Steven Whitehouse swhiteho at redhat.com
Fri Aug 20 13:47:54 UTC 2021


Hi,

On Fri, 2021-08-20 at 15:17 +0200, Andreas Gruenbacher wrote:
> On Fri, Aug 20, 2021 at 11:35 AM Steven Whitehouse <
> swhiteho at redhat.com> wrote:
> > On Thu, 2021-08-19 at 21:40 +0200, Andreas Gruenbacher wrote:
> > > From: Bob Peterson <rpeterso at redhat.com>
> > > 
> > > This patch introduces a new HIF_MAY_DEMOTE flag and
> > > infrastructure
> > > that will allow glocks to be demoted automatically on locking
> > > conflicts.
> > > When a locking request comes in that isn't compatible with the
> > > locking
> > > state of a holder and that holder has the HIF_MAY_DEMOTE flag
> > > set, the
> > > holder will be demoted automatically before the incoming locking
> > > request
> > > is granted.
> > 
> > I'm not sure I understand what is going on here. When there are
> > locking
> > conflicts we generate call backs and those result in glock
> > demotion.
> > There is no need for a flag to indicate that I think, since it is
> > the
> > default behaviour anyway. Or perhaps the explanation is just a bit
> > confusing...
> 
> When a glock has active holders (with the HIF_HOLDER flag set), the
> glock won't be demoted to a state incompatible with any of those
> holders.
> 
Ok, that is a much clearer explanation of what the patch does. Active
holders have always prevented demotions previously.

> > > Processes that allow a glock holder to be taken away indicate
> > > this by
> > > calling gfs2_holder_allow_demote().  When they need the glock
> > > again,
> > > they call gfs2_holder_disallow_demote() and then they check if
> > > the
> > > holder is still queued: if it is, they're still holding the
> > > glock; if
> > > it isn't, they need to re-acquire the glock.
> > > 
> > > This allows processes to hang on to locks that could become part
> > > of a
> > > cyclic locking dependency.  The locks will be given up when a
> > > (rare)
> > > conflicting locking request occurs, and don't need to be given up
> > > prematurely.
> > 
> > This seems backwards to me. We already have the glock layer cache
> > the
> > locks until they are required by another node. We also have the min
> > hold time to make sure that we don't bounce locks too much. So what
> > is
> > the problem that you are trying to solve here I wonder?
> 
> This solves the problem of faulting in pages during read and write
> operations: on the one hand, we want to hold the inode glock across
> those operations. On the other hand, those operations may fault in
> pages, which may require taking the same or other inode glocks,
> directly or indirectly, which can deadlock.
> 
> So before we fault in pages, we indicate with
> gfs2_holder_allow_demote(gh) that we can cope if the glock is taken
> away from us. After faulting in the pages, we indicate with
> gfs2_holder_disallow_demote(gh) that we now actually need the glock
> again. At that point, we either still have the glock (i.e., the
> holder
> is still queued and it has the HIF_HOLDER flag set), or we don't.
> 
> The different kinds of read and write operations differ in how they
> handle the latter case:
> 
>  * When a buffered read or write loses the inode glock, it returns a
> short result. This
>    prevents torn writes and reading things that have never existed on
> disk in that form.
> 
>  * When a direct read or write loses the inode glock, it re-acquires
> it before resuming
>    the operation. Direct I/O is not expected to return partial
> results
> and doesn't provide
>    any kind of synchronization among processes.
> 
> We could solve this kind of problem in other ways, for example, by
> keeping a glock generation number, dropping the glock before faulting
> in pages, re-acquiring it afterwards, and checking if the generation
> number has changed. This would still be an additional piece of glock
> infrastructure, but more heavyweight than the HIF_MAY_DEMOTE flag
> which uses the existing glock holder infrastructure.

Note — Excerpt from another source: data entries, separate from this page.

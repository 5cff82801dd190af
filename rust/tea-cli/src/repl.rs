//! Interactive REPL for Tea (spec.md §6's shell surface).
//!
//! Grounded on `examples/alliecatowo-lumen/rust/lumen-cli/src/repl.rs`'s
//! `rustyline::Editor` + `Helper` + history-file shape: same editor
//! construction and tab-completion seam, replumbed to Tea's `>> `/`   `
//! prompts and `!exec`/`!debug`/`!exit` commands instead of Lumen's
//! `:`-prefixed command set and block-keyword continuation rule.

use std::fs;
use std::path::PathBuf;

use rustyline::completion::{Completer, Pair};
use rustyline::error::ReadlineError;
use rustyline::highlight::Highlighter;
use rustyline::hint::Hinter;
use rustyline::validate::Validator;
use rustyline::{Context as RlContext, Editor, Helper};
use tracing_subscriber::EnvFilter;

use tea_core::{lex, parse, TokenKind};
use tea_rt::{Context, Payload};

use crate::colors::{bold, cyan, gray, green, red};

const KEYWORDS: &[&str] = &[
    "var", "func", "if", "else", "while", "for", "return", "break", "continue", "true", "false", "null",
];

const TYPE_NAMES: &[&str] = &["int", "float", "bool", "string", "list", "set", "map", "object", "func"];

const BUILTINS: &[&str] = &["print", "len", "type", "str", "int", "float", "bool"];

/// Tab completer for identifiers and keywords. Like the teacher's
/// `LumenCompleter`, only `Completer` carries real logic — the rest of
/// `Helper`'s traits are satisfied with blank impls.
struct TeaCompleter;

impl Completer for TeaCompleter {
    type Candidate = Pair;

    fn complete(&self, line: &str, pos: usize, _ctx: &RlContext<'_>) -> rustyline::Result<(usize, Vec<Pair>)> {
        let start = line[..pos]
            .rfind(|c: char| c.is_whitespace() || c == '(' || c == ',')
            .map(|i| i + 1)
            .unwrap_or(0);
        let word = &line[start..pos];
        if word.is_empty() {
            return Ok((start, Vec::new()));
        }
        let mut candidates = Vec::new();
        for &word_candidate in KEYWORDS.iter().chain(TYPE_NAMES).chain(BUILTINS) {
            if word_candidate.starts_with(word) {
                candidates.push(Pair {
                    display: word_candidate.to_string(),
                    replacement: word_candidate.to_string(),
                });
            }
        }
        Ok((start, candidates))
    }
}

impl Hinter for TeaCompleter {
    type Hint = String;
}

impl Highlighter for TeaCompleter {}
impl Validator for TeaCompleter {}
impl Helper for TeaCompleter {}

fn history_path() -> Option<PathBuf> {
    let home = std::env::var("HOME").ok()?;
    let mut path = PathBuf::from(home);
    path.push(".tea");
    path.push("repl_history");
    Some(path)
}

/// True while `buffer`'s unclosed `(`/`{` outnumber their closers — the REPL
/// keeps reading continuation lines rather than submit a partial statement
/// (a dangling `func add(a: int, b: int) {`) to the parser. Counts real
/// tokens rather than raw characters so a `{` inside a string literal is not
/// mistaken for a block opener.
fn needs_more_input(buffer: &str) -> bool {
    let tokens = lex(buffer).unwrap_or_else(|e| match e {});
    let mut depth = 0i32;
    for tok in tokens {
        match tok.kind {
            TokenKind::LeftParen | TokenKind::LeftBlock => depth += 1,
            TokenKind::RightParen | TokenKind::RightBlock => depth -= 1,
            _ => {}
        }
    }
    depth > 0
}

/// Lexes, parses, and evaluates one submitted chunk against the session's
/// shared `Context`, printing the `<- ` result or `!! ` error per spec.md §6.
fn eval_chunk(source: &str, ctx: &mut Context) {
    let tokens = lex(source).unwrap_or_else(|e| match e {});
    let ast = match parse(tokens) {
        Ok(ast) => ast,
        Err(e) => {
            println!("{} {}", red("!!"), e);
            return;
        }
    };
    match tea_rt::eval(&ast, ctx) {
        Ok(value) => {
            if !matches!(value.payload, Payload::Null) {
                println!("{} {}", green("<-"), tea_rt::format(&value));
            }
        }
        Err(e) => println!("{} {}", red("!!"), e),
    }
}

/// `!exec <file>`: loads and evaluates a file in the current session's
/// context, so definitions it makes are visible afterward at the prompt.
fn exec_file(path: &str, ctx: &mut Context) {
    let source = match fs::read_to_string(path) {
        Ok(s) => s,
        Err(e) => {
            println!("{} could not read {}: {}", red("!!"), path, e);
            return;
        }
    };
    eval_chunk(&source, ctx);
}

fn toggle_debug(debug: &mut bool) {
    *debug = !*debug;
    let filter = if *debug { "tea=trace" } else { "tea=warn" };
    let _ = tracing_subscriber::fmt().with_env_filter(EnvFilter::new(filter)).try_init();
    println!("{} debug tracing {}", gray("!!"), if *debug { "on" } else { "off" });
}

/// Runs the interactive prompt: `>> ` / `   ` prompts, `<- ` result prefix,
/// `!! ` error prefix, `!exit`/`!debug`/`!exec <file>` meta-commands. One
/// `Context` lives for the whole session (spec.md §3's Context lifecycle),
/// so declarations and function definitions persist across submitted lines.
pub fn run(initial_debug: bool) {
    println!("{}", bold(&cyan("Tea")));
    println!("{}\n", gray("!exit to quit, !debug to toggle tracing, !exec <file> to load a file."));

    let config = rustyline::Config::builder().auto_add_history(true).build();
    let mut rl: Editor<TeaCompleter, rustyline::history::DefaultHistory> =
        Editor::with_config(config).expect("failed to create line editor");
    rl.set_helper(Some(TeaCompleter));

    let history_path = history_path();
    if let Some(ref path) = history_path {
        if path.exists() {
            let _ = rl.load_history(path);
        }
    }

    let mut ctx = Context::new();
    ctx.load(tea_rt::stdlib::standard_library());
    let mut debug = initial_debug;
    let mut buffer = String::new();

    loop {
        let prompt = if buffer.is_empty() {
            format!("{} ", green(">>"))
        } else {
            "   ".to_string()
        };

        match rl.readline(&prompt) {
            Ok(line) => {
                if buffer.is_empty() {
                    let trimmed = line.trim();
                    if trimmed == "!exit" {
                        break;
                    }
                    if trimmed == "!debug" {
                        toggle_debug(&mut debug);
                        continue;
                    }
                    if let Some(path) = trimmed.strip_prefix("!exec ") {
                        exec_file(path.trim(), &mut ctx);
                        continue;
                    }
                    if trimmed.is_empty() {
                        continue;
                    }
                }

                if !buffer.is_empty() {
                    buffer.push('\n');
                }
                buffer.push_str(&line);

                if needs_more_input(&buffer) {
                    continue;
                }

                let input = std::mem::take(&mut buffer);
                eval_chunk(&input, &mut ctx);
            }
            Err(ReadlineError::Interrupted) => {
                buffer.clear();
                println!("{}", gray("(^C — !exit to quit)"));
            }
            Err(ReadlineError::Eof) => break,
            Err(err) => {
                eprintln!("{} {:?}", red("!!"), err);
                break;
            }
        }
    }

    if let Some(ref path) = history_path {
        if let Some(parent) = path.parent() {
            let _ = fs::create_dir_all(parent);
        }
        let _ = rl.save_history(path);
    }
    println!("\n{}", cyan("bye"));
}

#[cfg(test)]
mod tests {
    use super::*;

    #[test]
    fn needs_more_input_tracks_unclosed_blocks_and_calls() {
        assert!(needs_more_input("func add(a: int, b: int) {"));
        assert!(needs_more_input("print("));
        assert!(!needs_more_input("1 + 1;"));
        assert!(!needs_more_input("func add(a: int, b: int) { return a + b }"));
    }

    #[test]
    fn needs_more_input_ignores_braces_inside_strings() {
        assert!(!needs_more_input("print(\"{\");"));
    }
}
use super::{
    AxisKind, AxisStrategy, KindDefaults, arithmetic_tick_values, cartesian_transform,
    format_geometric, geometric_intervals, keep_data,
};
use crate::core::axis::Axis;
use crate::core::primitives::remove_noise;
use crate::core::range::{ActualRange, RangeInputs};
use crate::core::ticks::{TickValues, logarithmic_ticks};
use crate::error::AxisResult;

pub(super) static STRATEGY: AxisStrategy = AxisStrategy {
    name: "logarithmic",
    defaults: KindDefaults::GEOMETRIC,
    pre_transform,
    post_inverse_transform,
    accepts_value,
    prepare_data: keep_data,
    adjust_range,
    solve_transform: cartesian_transform,
    calculate_intervals: geometric_intervals,
    tick_values,
    format_value: format_geometric,
};

fn pre_transform(_: &AxisKind, value: f64) -> f64 {
    if value > 0.0 { value.ln() } else { f64::NAN }
}

fn post_inverse_transform(_: &AxisKind, value: f64) -> f64 {
    value.exp()
}

fn accepts_value(_: &AxisKind, value: f64) -> bool {
    value.is_finite() && value > 0.0
}

fn base(axis: &Axis) -> f64 {
    match axis.kind() {
        AxisKind::Logarithmic(options) => options.base,
        _ => 10.0,
    }
}

fn adjust_range(axis: &Axis, inputs: &RangeInputs, range: &mut ActualRange) {
    if !(range.minimum > 0.0) {
        range.minimum = 1.0;
    }
    if !(range.maximum > range.minimum) {
        range.maximum = range.minimum * 100.0;
    }

    let AxisKind::Logarithmic(options) = axis.kind() else {
        return;
    };
    if !options.power_padding {
        return;
    }
    let ln_base = options.base.ln();
    if inputs.minimum_follows_data() {
        let exponent = (range.minimum.ln() / ln_base).floor();
        range.minimum = remove_noise(options.base.powf(exponent));
    }
    if inputs.maximum_follows_data() {
        let exponent = (range.maximum.ln() / ln_base).ceil();
        range.maximum = remove_noise(options.base.powf(exponent));
    }
}

fn tick_values(axis: &Axis) -> AxisResult<TickValues> {
    match logarithmic_ticks(axis.actual_minimum(), axis.actual_maximum(), base(axis)) {
        Some((major_ticks, minor_ticks)) => Ok(TickValues {
            major_labels: major_ticks.clone(),
            major_ticks,
            minor_ticks,
        }),
        None => arithmetic_tick_values(axis),
    }
}
//! Telemetry helpers for applications embedding `axis-rs`.
//!
//! Axis passes emit `tracing` events (coercion at `trace`, layout and
//! pan/zoom transitions at `debug`, repaired ranges at `warn`). Consumers can
//! either call `init_default_tracing` or wire their own subscriber.

/// Filter used when `RUST_LOG` is unset.
pub const DEFAULT_FILTER: &str = "axis_rs=info";

/// Initializes a compact `tracing` subscriber filtered by `RUST_LOG`, falling
/// back to [`DEFAULT_FILTER`].
///
/// Returns `false` when the `telemetry` feature is disabled or a global
/// subscriber is already installed.
#[must_use]
pub fn init_default_tracing() -> bool {
    init_tracing_with(DEFAULT_FILTER)
}

/// Same as [`init_default_tracing`] with a caller-chosen fallback filter,
/// e.g. `"axis_rs=trace"` to see every range coercion.
#[must_use]
pub fn init_tracing_with(fallback_filter: &str) -> bool {
    #[cfg(feature = "telemetry")]
    {
        use tracing_subscriber::EnvFilter;

        let filter = EnvFilter::try_from_default_env()
            .or_else(|_| EnvFilter::try_new(fallback_filter))
            .unwrap_or_else(|_| EnvFilter::new(DEFAULT_FILTER));

        tracing_subscriber::fmt()
            .with_env_filter(filter)
            .with_target(true)
            .compact()
            .try_init()
            .is_ok()
    }

    #[cfg(not(feature = "telemetry"))]
    {
        let _ = fallback_filter;
        false
    }
}

#[cfg(test)]
mod tests {
    use super::init_tracing_with;

    #[test]
    fn second_initialization_is_refused() {
        let _ = init_tracing_with("axis_rs=debug");
        assert!(!init_tracing_with("axis_rs=debug"));
    }
}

This is working towards the "why" but could probably be summarised a
bit more. We always used to manage to avoid holding fs locks when
copying to/from userspace to avoid these complications. If that is no
longer possible then it would be good to document what the new
expectations are somewhere suitable in Documentation/filesystems/...
just so we make sure it is clear what the new system is, and everyone
will be on the same page,

Steve.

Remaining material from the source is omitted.